Voice Assistant Capabilities

Pastas · March 2, 2025, 6:58am

Hi community,
Im excited about the Voice Assistant, mostly the local processing ability. I dont currently use any voice assistant because we’re creeped out about a device constantly listening to everything that goes on in our home. So I’m up for trying a local based Voice Assistant even if its still in its early stages.

I had a few questions for the community before I dive in this rabbit hole. Please excuse me if some of these have been discussed before or are obvious. I’m tech savvy but not hardcore… I avoid YAML if I can help it.

To get started: Do I need to buy the Voice Assistant module or can I install the software on a Synology and use my iPhone (HASS App) as microphone?
If module is necessary. Do I need the module in every room I want the voice assistant or can I use my iPhone in any part of the house?
Can the Voice Assistant be easily configured (as in doesnt need programming code modification ) to recognize claps? My wife is nostalgic about the clapper and would be great to surprise her with that functionality. A better version at least than the old 80s crappy device. Believe it or not, havent been able to get iOS or MacOS to recognize claps??.. its like the functionality is patented or something.

Anyway thanks in advice.
Cheers

jackjourneyman · March 2, 2025, 12:18pm

Well… The whole voice assistant business is not so much a rabbit hole as a vast, growing warren of intersecting burrows. My understanding is largely non-technical, but for what it’s worth (I’m sure someone will correct me)…
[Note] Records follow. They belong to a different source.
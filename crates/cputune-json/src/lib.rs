//! Span-tracking JSON for tuning files.
//!
//! [`parse`] turns text into a [`Node`] tree where every value remembers its
//! byte span and [`JsonPointer`]. Consumers report problems through the
//! [`JsonDiagnostics`] trait, anchored at the node they are looking at.

pub mod diagnostics;
pub mod parser;
pub mod pointer;
pub mod span;
pub mod value;

pub use diagnostics::{IgnoreDiagnostics, JsonDiagnostics};
pub use parser::{JsonParseError, MAX_INPUT_LEN, ParseErrorKind, ParseOptions, parse, parse_bytes};
pub use pointer::{JsonPointer, PointerToken};
pub use span::{InputSpan, LineColumn, LineIndex};
pub use value::{Kind, Node, Object, Value};
impl<'a> Lexer<'a> {
    fn new(src: &'a str, allow_comments: bool) -> Self {
        let pos = if src.starts_with('\u{feff}') { 3 } else { 0 };
        Self {
            src,
            pos,
            allow_comments,
        }
    }

    fn peek_char(&self) -> Option<char> {
        self.src[self.pos..].chars().next()
    }

    fn peek_byte_at(&self, offset: usize) -> Option<u8> {
        self.src.as_bytes().get(self.pos + offset).copied()
    }

    fn span_from(&self, start: usize) -> InputSpan {
        InputSpan::new(start, self.pos)
    }

    fn skip_trivia(&mut self) -> Result<(), JsonParseError> {
        loop {
            match self.peek_byte_at(0) {
                Some(b' ' | b'\t' | b'\n' | b'\r') => self.pos += 1,
                Some(b'/') if self.allow_comments => match self.peek_byte_at(1) {
                    Some(b'/') => {
                        let rest = &self.src[self.pos..];
                        self.pos += rest.find('\n').unwrap_or(rest.len());
                    }
                    Some(b'*') => {
                        let start = self.pos;
                        match self.src[self.pos + 2..].find("*/") {
                            Some(end) => self.pos += 2 + end + 2,
                            None => {
                                self.pos = self.src.len();
                                return Err(JsonParseError::lexical(
                                    self.span_from(start),
                                    "unterminated comment",
                                ));
                            }
                        }
                    }
                    _ => return Ok(()),
                },
                _ => return Ok(()),
            }
        }
    }

    fn next_token(&mut self) -> Result<Token, JsonParseError> {
        self.skip_trivia()?;
        let start = self.pos;
        let Some(ch) = self.peek_char() else {
            return Ok(Token {
                kind: TokenKind::Eof,
                span: self.span_from(start),
            });
        };
        let punct = match ch {
            '{' => Some(TokenKind::LBrace),
            '}' => Some(TokenKind::RBrace),
            '[' => Some(TokenKind::LBracket),
            ']' => Some(TokenKind::RBracket),
            ':' => Some(TokenKind::Colon),
            ',' => Some(TokenKind::Comma),
            _ => None,
        };
        if let Some(kind) = punct {
            self.pos += 1;
            return Ok(Token {
                kind,
                span: self.span_from(start),
            });
        }
        match ch {
            '"' => self.lex_string(),
            '-' | '0'..='9' => self.lex_number(),
            c if c.is_ascii_alphabetic() => self.lex_literal(),
            c => {
                self.pos += c.len_utf8();
                Err(JsonParseError::lexical(
                    self.span_from(start),
                    format!("unexpected character '{c}'"),
                ))
            }
        }
    }

    fn lex_literal(&mut self) -> Result<Token, JsonParseError> {
        let start = self.pos;
        let len = self.src[start..]
            .bytes()
            .take_while(|b| b.is_ascii_alphanumeric() || *b == b'_')
            .count();
        self.pos += len;
        let kind = match &self.src[start..self.pos] {
            "true" => TokenKind::True,
            "false" => TokenKind::False,
            "null" => TokenKind::Null,
            word => {
                return Err(JsonParseError::lexical(
                    self.span_from(start),
                    format!("invalid literal '{word}'"),
                ));
            }
        };
        Ok(Token {
            kind,
            span: self.span_from(start),
        })
    }

    fn eat_digits(&mut self) -> usize {
        let count = self.src[self.pos..]
            .bytes()
            .take_while(u8::is_ascii_digit)
            .count();
        self.pos += count;
        count
    }

    fn lex_number(&mut self) -> Result<Token, JsonParseError> {
        let start = self.pos;
        if self.peek_byte_at(0) == Some(b'-') {
            self.pos += 1;
        }
        match self.peek_byte_at(0) {
            Some(b'0') => {
                self.pos += 1;
                if self.peek_byte_at(0).is_some_and(|b| b.is_ascii_digit()) {
                    self.eat_digits();
                    return Err(JsonParseError::lexical(
                        self.span_from(start),
                        "leading zeros are not allowed in numbers",
                    ));
                }
            }
            Some(b'1'..=b'9') => {
                self.eat_digits();
            }
            _ => {
                return Err(JsonParseError::lexical(
                    self.span_from(start),
                    "invalid number",
                ));
            }
        }

        let mut is_float = false;
        if self.peek_byte_at(0) == Some(b'.') {
            self.pos += 1;
            is_float = true;
            if self.eat_digits() == 0 {
                return Err(JsonParseError::lexical(
                    self.span_from(start),
                    "expected digits after decimal point",
                ));
            }
        }
        if matches!(self.peek_byte_at(0), Some(b'e' | b'E')) {
            self.pos += 1;
            is_float = true;
            if matches!(self.peek_byte_at(0), Some(b'+' | b'-')) {
                self.pos += 1;
            }
            if self.eat_digits() == 0 {
                return Err(JsonParseError::lexical(
                    self.span_from(start),
                    "expected digits in exponent",
                ));
            }
        }

        let text = &self.src[start..self.pos];
        let span = self.span_from(start);
        let kind = if is_float {
            match text.parse::<f64>() {
                Ok(f) if f.is_finite() => TokenKind::Float(f),
                _ => return Err(JsonParseError::lexical(span, "number out of range")),
            }
        } else {
            match BigInt::from_str(text) {
                Ok(i) => TokenKind::Integer(i),
                Err(_) => return Err(JsonParseError::lexical(span, "invalid number")),
            }
        };
        Ok(Token { kind, span })
    }

    fn lex_hex4(&mut self, escape_start: usize) -> Result<u32, JsonParseError> {
        let digits = self
            .src
            .get(self.pos..self.pos + 4)
            .filter(|d| d.bytes().all(|b| b.is_ascii_hexdigit()));
        match digits.and_then(|d| u32::from_str_radix(d, 16).ok()) {
            Some(value) => {
                self.pos += 4;
                Ok(value)
            }
            None => {
                let end = (self.pos + 4).min(self.src.len());
                Err(JsonParseError::lexical(
                    InputSpan::new(escape_start, end),
                    "invalid \\u escape",
                ))
            }
        }
    }

    fn lex_unicode_escape(&mut self, escape_start: usize) -> Result<char, JsonParseError> {
        let unpaired = |lexer: &Self| {
            JsonParseError::lexical(
                lexer.span_from(escape_start),
                "invalid \\u escape: unpaired surrogate",
            )
        };
        let first = self.lex_hex4(escape_start)?;
        let code = match first {
            0xD800..=0xDBFF => {
                if !self.src[self.pos..].starts_with("\\u") {
                    return Err(unpaired(self));
                }
                self.pos += 2;
                let second = self.lex_hex4(escape_start)?;
                if !(0xDC00..=0xDFFF).contains(&second) {
                    return Err(unpaired(self));
                }
                0x10000 + ((first - 0xD800) << 10) + (second - 0xDC00)
            }
            0xDC00..=0xDFFF => return Err(unpaired(self)),
            other => other,
        };
        char::from_u32(code).ok_or_else(|| unpaired(self))
    }

    fn lex_string(&mut self) -> Result<Token, JsonParseError> {
        let start = self.pos;
        self.pos += 1;
        let mut out = String::new();
        loop {
            let Some(ch) = self.peek_char() else {
                return Err(JsonParseError::lexical(
                    self.span_from(start),
                    "unterminated string",
                ));
            };
            match ch {
                '"' => {
                    self.pos += 1;
                    break;
                }
                '\\' => {
                    let escape_start = self.pos;
                    self.pos += 1;
                    let Some(escaped) = self.peek_char() else {
                        return Err(JsonParseError::lexical(
                            self.span_from(start),
                            "unterminated string",
                        ));
                    };
                    self.pos += escaped.len_utf8();
                    match escaped {
                        '"' => out.push('"'),
                        '\\' => out.push('\\'),
                        '/' => out.push('/'),
                        'b' => out.push('\u{8}'),
                        'f' => out.push('\u{c}'),
                        'n' => out.push('\n'),
                        'r' => out.push('\r'),
                        't' => out.push('\t'),
                        'u' => out.push(self.lex_unicode_escape(escape_start)?),
                        other => {
                            return Err(JsonParseError::lexical(
                                self.span_from(escape_start),
                                format!("invalid escape sequence '\\{other}'"),
                            ));
                        }
                    }
                }
                c if (c as u32) < 0x20 => {
                    return Err(JsonParseError::lexical(
                        InputSpan::new(self.pos, self.pos + 1),
                        "control character in string",
                    ));
                }
                c => {
                    out.push(c);
                    self.pos += c.len_utf8();
                }
            }
        }
        Ok(Token {
            kind: TokenKind::String(out),
            span: self.span_from(start),
        })
    }
}
//! Show command - prints the parameters after applying a tuning file.

use std::process::ExitCode;

use cputune_params::flags::{describe_flags, extra_tuning, fusion};

use crate::args::LoadArgs;
use crate::util::{load, print_diagnostics};

#[derive(clap::Args)]
pub struct Args {
    #[command(flatten)]
    pub load: LoadArgs,
}

pub fn run(args: Args) -> anyhow::Result<ExitCode> {
    let (params, report) = load(&args.load)?;
    print_diagnostics(&report, &args.load);

    println!("{params:#?}");
    println!();
    println!(
        "fusible_ops: {}",
        describe_flags(params.fusible_ops, fusion::ALL).join(" | ")
    );
    println!(
        "extra_tuning_flags: {}",
        describe_flags(params.extra_tuning_flags, extra_tuning::ALL).join(" | ")
    );

    Ok(if report.has_errors() {
        ExitCode::FAILURE
    } else {
        ExitCode::SUCCESS
    })
}
use std::any::Any;
use std::any::TypeId;

pub mod aggregator;
pub mod global;
pub(crate) mod handler;
pub mod subscription;

pub use aggregator::EventAggregator;
pub use subscription::Subscription;
pub use subscription::SubscriptionSet;

/// Trait for values that can be dispatched through type-routed publishing.
///
/// The `as_any()` downcasting method lets handlers extract the concrete
/// event type from a trait object. Most users only need to implement
/// `as_any()`; `upcast()` matters only for event hierarchies.
pub trait Event: Any + Send + Sync {
    /// Downcast this event to a concrete type.
    fn as_any(&self) -> &dyn Any;

    /// View of this event under an ancestor event type.
    ///
    /// An event that embeds a parent event can return the parent here so
    /// that handlers registered for the parent type also receive it.
    /// Implementations with several ancestors should delegate upward so
    /// the whole chain stays reachable. The default has no ancestors.
    fn upcast(&self, ty: TypeId) -> Option<&dyn Any> {
        let _ = ty;
        None
    }

    /// Get the name of the event type.
    fn event_name(&self) -> String {
        std::any::type_name::<Self>().to_string()
    }
}
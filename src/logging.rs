//! Logging setup and configuration.

use std::path::Path;

use tracing_appender::rolling::RollingFileAppender;
use tracing_appender::rolling::Rotation;
use tracing_subscriber::EnvFilter;
use tracing_subscriber::fmt;
use tracing_subscriber::layer::SubscriberExt;
use tracing_subscriber::util::SubscriberInitExt;

use crate::error::AggregatorError;

/// Sets up logging with console output and, if `logs_dir` is given, a
/// daily-rotated log file.
///
/// Intended for host applications embedding the aggregator; the library
/// itself only emits `tracing` events and never installs a subscriber on
/// its own.
pub fn setup_logging(logs_dir: Option<&Path>) -> Result<(), AggregatorError> {
    let env_filter =
        EnvFilter::try_from_default_env().unwrap_or_else(|_| EnvFilter::new("crier=info"));

    let registry = tracing_subscriber::registry()
        .with(env_filter)
        .with(fmt::layer().with_writer(std::io::stdout).with_ansi(true));

    match logs_dir {
        Some(dir) => {
            let file_appender = RollingFileAppender::builder()
                .rotation(Rotation::DAILY)
                .filename_prefix("crier")
                .filename_suffix("log")
                .max_log_files(7)
                .build(dir)
                .map_err(|e| AggregatorError::LoggingSetup {
                    msg: format!(
                        "Failed to initialize rolling file appender at '{}': {}",
                        dir.to_string_lossy(),
                        e
                    ),
                })?;
            let (non_blocking, guard) = tracing_appender::non_blocking(file_appender);

            // Leak the guard so the writer thread outlives this call
            std::mem::forget(guard);

            registry
                .with(fmt::layer().with_writer(non_blocking).with_ansi(false))
                .try_init()
        }
        None => registry.try_init(),
    }
    .map_err(|e| AggregatorError::LoggingSetup {
        msg: format!("Failed to install tracing subscriber: {e}"),
    })
}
There are a number of stages in any voice assistant setup:

Waking up the voice assistant device with the microphone

Purpose-built voice assistants are mostly designed to be always listening, waiting for a “wake word”, but this is usually handled locally, in the device itself. If you use a phone or tablet with the HA app you should be able to turn on the microphone physically by clicking a button. Either way, this is not something that would normally be handled centrally (on a Synology server, for example).

Normally you would have a voice assistant device in or within earshot of each room, but if you use the HA app on your phone you can use it anywhere. You can do both, of course.

Someone, somewhere has probably implemented a clapper (someone, somewhere has done nearly everything), but I’ve never come across anything like it.

Issuing a command through the device

Commands are handled centrally on your Home Assistant server (which could be a Synology).

Broadly speaking, there are two approaches. You can create custom sentences and responses (intents) - which involve a bit of code writing - or you can use commands that are built in to HA.

Any device integrated with HA can be “exposed” to Assist (with a simple tickbox) and turned on and off with the built-in commands, and there is a growing list of more complex commands like “Set the heating to XX”, “Put XX on the shopping list”, which don’t need any setting up.

Speech to text

Whichever route you take (you can mix both) your spoken sentence will have to be interpreted and converted into commands that HA can obey. This can be done locally, but it is a very deep rabbit hole indeed. Most voice applications will send your command to the cloud one way or another. Voice Assistant PE is designed to do this.

Text to speech

Any responses to your commands need to be converted back to speech (even if it’s only “Sorry, I didn’t understand that”). There are several (rather robotic) local options which run on your HA server and many very realistic voices if you don’t mind connecting to a cloud service.

Responses to custom sentences can be sent to any integrated speaker; responses to built-in commands are always through the device you spoke to. If you’re happy with the built-in commands there shouldn’t be any coding involved. If you want to go down yet another rabbit hole, you can connect to an LLM service to get more varied and “realistic” responses.

Hope this is some help. Unfortunately the docs about using Assist and voice commands are even more obscure than usual. If you haven’t found it already, this is a good starting point:

Edit: A historical note, which may make things a bit clearer: Assist predates Voice Assistant PE (by a couple of years) and was designed to be used through the HA app, with text or voice commands. The whole tottering edifice is built from there…

Pastas · March 3, 2025, 4:15pm

Thanks so much for the full breakdown. Makes a lot more sense now.

So what are the use cases for the Voice Assistant module that was just released? Is it basically a chip dedicated to processing voice commands? as opposed to running Assist on the RaspPi or Synology.

jackjourneyman · March 4, 2025, 12:14am

I suppose it’s the off the shelf equivalent of Amazon’s Echo Dot - a voice assistant client device with built in good quality microphone and speaker, which will recognise a wake word then pass on your commands to Home Assistant (via Home Assistant Cloud rather than via Amazon). Assist is the overall name for the process.

With a bit more work on your part you can use other harware like the ESP32-S3-BOX instead.